Der Vorgang ist rasch erzählt. Am Montag hat der «Blick» die Türkinnen und Türken in der Schweiz dazu aufgerufen, sich gegen «Erdogans Diktatur» zu wehren und die autoritäre Verfassungsreform abzulehnen. Das ist für ein hiesiges Medium an sich schon erstaunlich. Immerhin aber insofern «erfolgreich» für den neuen Super-Chefredaktor Christian Dorer, als er tags darauf titeln konnte: «Erdogan fordert von ‹Blick› Wiedergutmachung!» Der Aufruf, eine Mischung aus Sorge um den Rechtsstaat, populistischer Aufwallung und gezielter Provokation, hat verfangen. Der türkische Präsident zeigte die Frontseite der Zeitung im Fernsehen.

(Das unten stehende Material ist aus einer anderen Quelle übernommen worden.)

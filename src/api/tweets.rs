//! Tweet endpoints

use axum::{
    Form,
    extract::{Multipart, Path, State},
    response::Json,
};

use super::dto::{TweetCreatedResponse, TweetIdForm};
use crate::AppState;
use crate::auth::CurrentUser;
use crate::data::Tweet;
use crate::error::AppError;
use crate::metrics::{HTTP_REQUEST_DURATION_SECONDS, observe_http_request};
use crate::service::{ImageUpload, MAX_IMAGE_UPLOAD_BYTES, Thread, TweetService};

fn build_tweet_service(state: &AppState) -> TweetService {
    TweetService::new(state.db.clone(), state.storage.clone())
}

/// Fields of the `POST /tweet` form
#[derive(Debug, Default)]
struct TweetForm {
    text: Option<String>,
    parent_id: Option<i64>,
    image: Option<ImageUpload>,
}

async fn read_tweet_form(mut multipart: Multipart) -> Result<TweetForm, AppError> {
    let mut form = TweetForm::default();

    while let Some(mut field) = multipart
        .next_field()
        .await
        .map_err(|e| AppError::Validation(format!("Failed to parse multipart: {}", e)))?
    {
        let field_name = field.name().unwrap_or("").to_string();

        match field_name.as_str() {
            "tweet" => {
                form.text = Some(field.text().await.map_err(|e| {
                    AppError::Validation(format!("Failed to read tweet: {}", e))
                })?);
            }
            "parent" => {
                let raw = field.text().await.map_err(|e| {
                    AppError::Validation(format!("Failed to read parent: {}", e))
                })?;
                let raw = raw.trim();
                if !raw.is_empty() {
                    form.parent_id = Some(raw.parse::<i64>().map_err(|_| {
                        AppError::Validation("parent must be a tweet id".to_string())
                    })?);
                }
            }
            "image" => {
                let filename = field.file_name().unwrap_or("").to_string();
                let content_type = field
                    .content_type()
                    .unwrap_or("application/octet-stream")
                    .to_string();

                let mut bytes = Vec::new();
                while let Some(chunk) = field
                    .chunk()
                    .await
                    .map_err(|e| AppError::Validation(format!("Failed to read image: {}", e)))?
                {
                    if bytes.len() + chunk.len() > MAX_IMAGE_UPLOAD_BYTES {
                        return Err(AppError::Validation(format!(
                            "File too large: exceeds {} bytes",
                            MAX_IMAGE_UPLOAD_BYTES
                        )));
                    }
                    bytes.extend_from_slice(&chunk);
                }

                // Browsers send an empty part when no file was chosen
                if !bytes.is_empty() {
                    form.image = Some(ImageUpload {
                        filename,
                        content_type,
                        data: bytes,
                    });
                }
            }
            _ => {}
        }
    }

    Ok(form)
}

/// POST /tweet
///
/// Multipart fields: `tweet`, optional `image`, optional `parent`.
pub async fn post_tweet(
    State(state): State<AppState>,
    viewer: CurrentUser,
    multipart: Multipart,
) -> Result<Json<TweetCreatedResponse>, AppError> {
    let _timer = HTTP_REQUEST_DURATION_SECONDS
        .with_label_values(&["POST", "/tweet"])
        .start_timer();

    let form = read_tweet_form(multipart).await?;
    let text = form
        .text
        .ok_or_else(|| AppError::Validation("tweet is required".to_string()))?;

    let tweet_id = build_tweet_service(&state)
        .post(viewer.user_id(), &text, form.parent_id, form.image)
        .await?;

    observe_http_request("POST", "/tweet", 200);
    Ok(Json(TweetCreatedResponse { tweet_id }))
}

/// POST /retweet
pub async fn retweet(
    State(state): State<AppState>,
    viewer: CurrentUser,
    Form(form): Form<TweetIdForm>,
) -> Result<Json<Tweet>, AppError> {
    let _timer = HTTP_REQUEST_DURATION_SECONDS
        .with_label_values(&["POST", "/retweet"])
        .start_timer();

    let tweet = build_tweet_service(&state)
        .retweet(viewer.user_id(), form.tweet_id)
        .await?;

    observe_http_request("POST", "/retweet", 200);
    Ok(Json(tweet))
}

/// POST /like
pub async fn like(
    State(state): State<AppState>,
    viewer: CurrentUser,
    Form(form): Form<TweetIdForm>,
) -> Result<Json<Tweet>, AppError> {
    let _timer = HTTP_REQUEST_DURATION_SECONDS
        .with_label_values(&["POST", "/like"])
        .start_timer();

    let tweet = build_tweet_service(&state)
        .like(viewer.user_id(), form.tweet_id)
        .await?;

    observe_http_request("POST", "/like", 200);
    Ok(Json(tweet))
}

/// GET /tweets/:id
pub async fn get_thread(
    State(state): State<AppState>,
    viewer: CurrentUser,
    Path(tweet_id): Path<i64>,
) -> Result<Json<Thread>, AppError> {
    let _timer = HTTP_REQUEST_DURATION_SECONDS
        .with_label_values(&["GET", "/tweets/:id"])
        .start_timer();

    let thread = build_tweet_service(&state)
        .thread(tweet_id, viewer.user_id())
        .await?;

    observe_http_request("GET", "/tweets/:id", 200);
    Ok(Json(thread))
}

Einer, der dazu beigetragen hat, dass die Geschichte zum Fliegen kam, war ausgerechnet ein Bundesrichter. Und zwar einer, den bis vor ein paar Monaten nicht viele auf der medialen Rechnung hatten. Thomas Stadelmann (58), Bürger von Horw und Escholzmatt, CVP-Mitglied, klassische Anwalts- und Gerichtskarriere, die ihn vor fast genau sieben Jahren in den Schweizer Richterolymp führte.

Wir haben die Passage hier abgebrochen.